The question is, when do you use the FIRST FORMULA and when do you use the SECOND FORMULA? Kirkwood fails to address this question. But Jones in combination with Lange provides excellent guidance as to when to use the FIRST FORMULA and when to use the SECOND FORMULA. For use of the FIRST FORMULA, see Jones pages 87-89 and Lange page 87. For use of the SECOND FORMULA, see Jones pages 156-159, and Lange pages 85-86. In a nutshell, the FIRST FORMULA is used for comparing data from a mean with a hypothetical value of interest to you (a value that you dreamed up out of thin air). The SECOND FORMULA is used when numbers are available for a Population Mean (and Population SD), and where numbers are available for a Sample Mean, and where your goal is to find probability of a hypothetic sample mean will have a value that is higher than (or lower than) the value of the sample mean. Jones does a better job at distinguishing between the two formulas than does Lange. Jones comes to the rescue!
The above collection of decisions in the decision tree is inherent in all of the statistics books, including Kirkwood, but the books fail to make explicit the fact that these decisions are what statistics is about. In my opinion, there is no excuse for this sort of obscurity and disorganization that so characterizes statistics books. It does not have to be this way.
The formulas used for clinical statistics have been around for over 100 years. The mathematics used in these books is on the level of a college freshman. Why is it that the presentation of statistics in all of these books, including Kirkwood's book, is so disorganized, disjointed, and sporadic? These formulas are not rocket science. There is no excuse for generally uneven quality of the available statistics books.

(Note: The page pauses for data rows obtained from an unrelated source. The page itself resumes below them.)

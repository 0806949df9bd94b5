//! Terminal "game renderer" module.
//!
//! This is a small, game-oriented rendering layer for terminal gameplay.
//! It avoids ratatui widgets/layout and instead renders into a simple
//! framebuffer that can be flushed to a terminal backend.
//!
//! - The core stays deterministic and testable
//! - Board cells are 2 columns wide to keep them roughly square
//! - Screen positions map back to board cells for mouse editing

pub mod fb;
pub mod game_view;
pub mod renderer;

pub use tui_snake_core as core;
pub use tui_snake_engine as engine;
pub use tui_snake_types as types;

pub use fb::{Cell, CellStyle, FrameBuffer, Rgb};
pub use game_view::{GameView, Hud, Viewport};
pub use renderer::{changed_spans, encode_diff_into, encode_full_into, Span, TerminalRenderer};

Kirkwood is further confusing when a specific symbol in a formula needs a subscript. What is confusing is that Kirkwood fails to print the subscript-worthy symbol as a subscript. The consequence is that the reader might think that the first symbol needs to be multiplied by the second subscript-worthy symbol. What a CONFUSING MESS this is! Kirkwood's confusing mess can be found, for example, on pages 148-164. We read about "s.c.(p1-po)." But the (p1-po), or in other formulas the (p1), which occur in the part of a formula to the left of the equal sign (and also in parts of a formula to the right of an equal sign) is not properly subscripted. Mess, MESS, MESSSSSSSSS. Fortunately, Lange comes to the rescue. Lange properly shows subscripted subscripts on pages 137 and 147 of Lange. Thank you, Lange! This is not rocket science, gang. Subscripting is what we learn in middle school math. There is no excuse for this time-wasting, confusing, way of writing statistics books.
Actually, Lange does provide a DECISION TREE for determining which statistics formula to use. This DECISION TREE is located on the inside front cover, but it does not come with any written commentary. Lange has the right idea, as far as efficacy in statistics teaching is concerned. But Lange does not go far enough.
I finally found a statistics book with this kind of decision tree. The book is: Daniel WW (2009) Biostatistics, 9th ed., John Wiley & Sons, Inc., Hoboken, NJ, p. 176. Another fine book is as follows. Norman GR, Streiner DL (2008) Biostatistics 3rd ed. B.C. Decker, Inc., Hamlton, Ontario, p. 35. Norman and Streiner know how to teach, and they warn students of the various ambiguities and inconsistencies found in other statistics books. The Daniel book, and the Norman & Streiner book, fill in the gaps where other statistics book are just plain confusing. These confusing statistics books (at least confusing in some issues) are as follows: Kirkwood & Sterne, David Jones, Dawson & Trapp, and Durham & Turner. I am still puzzled as to why all of these statistics books use such strikingly different approaches to using the Z statistic, and different approaches for plugging the Z statistic into a table to get the P value. At any rate, Norman & Streiner is unique among all statistics books, in actually recognizing this inconsistency in the table that must be used, for plugging in the Z value.